Tiny orphaned foal Ava is now thriving at The Mare and Foal Sanctuary – but it was touch and go whether she would make it when she arrived last summer.
Ava was spotted terrified, starving and alone on Dartmoor after her mother died. She made national headlines when she first arrived at the Mare and Foal Sanctuary in Newton Abbot, which has a specialised veterinary and welfare centre called Beech Trees.
Weak and with respiratory problems, grooms braced themselves for the worst, while setting up 24-hour, round the clock care.
Ava was deteriorating rapidly and was immediately placed in quarantine where she was given a giant teddy bear for comfort – as well as loads of love and affection from her grooms.
Blood tests revealed she was suffering from pneumonia and was struggling to breathe. She was also coughing, on strong antibiotics and she was failing to gain weight.
But slowly, little by little, she got stronger, thanks to the hard work and dedication of her grooms and, after nine weeks, she was finally well enough to leave isolation.
There were fears that her extended stay and being kept away from other horses and ponies would affect her personality, possibly leading to behavioural problems.
But Ava has proved stronger than the Sanctuary ever imagined, adopting
her own mini herd of young fillies and spending the last few months
learning how to be a horse again.
Her groom Charley Daines said: “She has such a great personality and is a real tough little cookie.
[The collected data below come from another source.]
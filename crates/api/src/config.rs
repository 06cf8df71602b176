//! Application configuration

use std::env;

use teamwallet_billing::config::{
    BillingConfig, DEFAULT_CURRENCY, DEFAULT_FALLBACK_PLAN_SLUG, DEFAULT_TX_TIMEOUT_MS,
};

/// Minimum length of the admin bearer token
const MIN_ADMIN_TOKEN_LEN: usize = 32;

/// Log output format
#[derive(Debug, Clone, Copy, PartialEq, Eq)]
pub enum LogFormat {
    Pretty,
    Json,
}

impl LogFormat {
    fn parse(value: &str) -> Self {
        if value.trim().eq_ignore_ascii_case("json") {
            LogFormat::Json
        } else {
            LogFormat::Pretty
        }
    }
}

/// Application configuration loaded from environment variables
#[derive(Debug, Clone)]
pub struct Config {
    // Server
    pub bind_address: String,
    pub allowed_origins: Vec<String>,
    pub log_format: LogFormat,

    // Database
    pub database_url: String,
    pub database_max_connections: u32,
    pub run_migrations: bool,

    // Authentication
    pub admin_api_token: String,

    // Billing
    pub default_currency: String,
    pub fallback_plan_slug: String,
    pub billing_tx_timeout_ms: u64,
}

impl Config {
    /// Load configuration from environment variables
    pub fn from_env() -> Result<Self, ConfigError> {
        Ok(Self {
            // Server
            bind_address: env::var("BIND_ADDRESS").unwrap_or_else(|_| "0.0.0.0:3000".to_string()),
            allowed_origins: env::var("ALLOWED_ORIGINS")
                .unwrap_or_else(|_| "http://localhost:3000,http://127.0.0.1:3000".to_string())
                .split(',')
                .map(|s| s.trim().to_string())
                .filter(|s| !s.is_empty())
                .collect(),
            log_format: LogFormat::parse(&env::var("LOG_FORMAT").unwrap_or_default()),

            // Database
            database_url: env::var("DATABASE_URL")
                .map_err(|_| ConfigError::Missing("DATABASE_URL"))?,
            database_max_connections: env::var("DATABASE_MAX_CONNECTIONS")
                .unwrap_or_else(|_| "10".to_string())
                .parse()
                .unwrap_or(10),
            run_migrations: env::var("RUN_MIGRATIONS")
                .unwrap_or_else(|_| "true".to_string())
                .parse()
                .unwrap_or(true),

            // Authentication
            admin_api_token: {
                let token = env::var("ADMIN_API_TOKEN")
                    .map_err(|_| ConfigError::Missing("ADMIN_API_TOKEN"))?;
                if token.len() < MIN_ADMIN_TOKEN_LEN {
                    return Err(ConfigError::WeakSecret(
                        "ADMIN_API_TOKEN must be at least 32 characters",
                    ));
                }
                token
            },

            // Billing
            default_currency: {
                let currency = env::var("DEFAULT_CURRENCY")
                    .unwrap_or_else(|_| DEFAULT_CURRENCY.to_string())
                    .trim()
                    .to_ascii_uppercase();
                if currency.len() != 3 || !currency.chars().all(|c| c.is_ascii_alphabetic()) {
                    return Err(ConfigError::Invalid(
                        "DEFAULT_CURRENCY must be a 3-letter ISO 4217 code",
                    ));
                }
                currency
            },
            fallback_plan_slug: env::var("FALLBACK_PLAN_SLUG")
                .unwrap_or_else(|_| DEFAULT_FALLBACK_PLAN_SLUG.to_string()),
            billing_tx_timeout_ms: {
                let timeout = env::var("BILLING_TX_TIMEOUT_MS")
                    .unwrap_or_else(|_| DEFAULT_TX_TIMEOUT_MS.to_string())
                    .parse()
                    .unwrap_or(DEFAULT_TX_TIMEOUT_MS);
                if timeout == 0 {
                    return Err(ConfigError::Invalid(
                        "BILLING_TX_TIMEOUT_MS must be greater than zero",
                    ));
                }
                timeout
            },
        })
    }

    /// Settings handed to the billing core
    pub fn billing_config(&self) -> BillingConfig {
        BillingConfig {
            default_currency: self.default_currency.clone(),
            fallback_plan_slug: self.fallback_plan_slug.clone(),
            transaction_timeout_ms: self.billing_tx_timeout_ms,
        }
    }
}

#[derive(Debug, thiserror::Error)]
pub enum ConfigError {
    #[error("Missing required environment variable: {0}")]
    Missing(&'static str),
    #[error("Weak secret: {0}")]
    WeakSecret(&'static str),
    #[error("Invalid configuration: {0}")]
    Invalid(&'static str),
}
She’s been putting on weight and is growing rapidly.
‘Ava’s still very young so we’re just letting her find her way in the herd. It’s great to see her galloping round with ponies of a similar age.”
The grooms have also begun gentle training. Ava is now halter broken and can be led to and from her field. She doesn’t even mind having her feet picked up or a quick groom.
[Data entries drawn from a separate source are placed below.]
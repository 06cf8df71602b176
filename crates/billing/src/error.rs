//! Billing error types

use rust_decimal::Decimal;
use thiserror::Error;

/// Billing-specific errors
///
/// Every variant except `Database` and `Internal` is a business-rule
/// rejection: the caller should show it to the user rather than retry.
#[derive(Debug, Error)]
pub enum BillingError {
    #[error("Not found: {0}")]
    NotFound(String),

    #[error("Conflict: {0}")]
    Conflict(String),

    #[error("Invalid input: {0}")]
    InvalidInput(String),

    #[error("Insufficient wallet balance: required {required}, available {available} (short by {shortfall})")]
    InsufficientBalance {
        required: Decimal,
        available: Decimal,
        shortfall: Decimal,
    },

    #[error("Invalid state: {0}")]
    InvalidState(String),

    #[error("Forbidden: {0}")]
    Forbidden(String),

    #[error("No change: {0}")]
    NoOp(String),

    #[error("Database error: {0}")]
    Database(String),

    #[error("Internal error: {0}")]
    Internal(String),
}

impl BillingError {
    /// Page number whose row offset does not fit in an `i64`
    pub fn page_out_of_range(page: i64) -> Self {
        BillingError::InvalidInput(format!("Page {} is out of range", page))
    }

    /// Build an `InsufficientBalance` error, computing the shortfall
    pub fn insufficient_balance(required: Decimal, available: Decimal) -> Self {
        BillingError::InsufficientBalance {
            required,
            available,
            shortfall: (required - available).max(Decimal::ZERO),
        }
    }

    /// Store/infrastructure failures (the only kinds worth retrying)
    pub fn is_internal(&self) -> bool {
        matches!(self, BillingError::Database(_) | BillingError::Internal(_))
    }

    /// Stable machine-readable code for API responses
    pub fn code(&self) -> &'static str {
        match self {
            BillingError::NotFound(_) => "NOT_FOUND",
            BillingError::Conflict(_) => "CONFLICT",
            BillingError::InvalidInput(_) => "INVALID_INPUT",
            BillingError::InsufficientBalance { .. } => "INSUFFICIENT_BALANCE",
            BillingError::InvalidState(_) => "INVALID_STATE",
            BillingError::Forbidden(_) => "FORBIDDEN",
            BillingError::NoOp(_) => "NO_CHANGE",
            BillingError::Database(_) => "DATABASE_ERROR",
            BillingError::Internal(_) => "INTERNAL_ERROR",
        }
    }
}

/// PostgreSQL unique_violation
const PG_UNIQUE_VIOLATION: &str = "23505";

impl From<sqlx::Error> for BillingError {
    fn from(err: sqlx::Error) -> Self {
        match &err {
            sqlx::Error::Database(db_err) if db_err.code().as_deref() == Some(PG_UNIQUE_VIOLATION) => {
                BillingError::Conflict(db_err.message().to_string())
            }
            _ => BillingError::Database(err.to_string()),
        }
    }
}

pub type BillingResult<T> = Result<T, BillingError>;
Sanctuary Director of Equine, Syra Bowden, said: “The future is looking bright for Ava and eventually she’ll be ready to find a new and loving home.
‘She definitely had us worried there for a while but she’s a little fighter. Watching a foal like Ava beat all the odds is why we do this job.”
Ava’s round the clock care when she was a foal – and her continuing care and training today – wouldn’t be possible without the donations of the charity’s supporters.
Fundraising Director, Dawn Vincent, said:
“It is thanks to our incredible supporters and donors, who send in donations, spend money in our charity shops and volunteer their time to help, that we are able to care for and provide permanent sanctuary to horses and ponies like young Ava. We thank them from the bottom of our hearts.”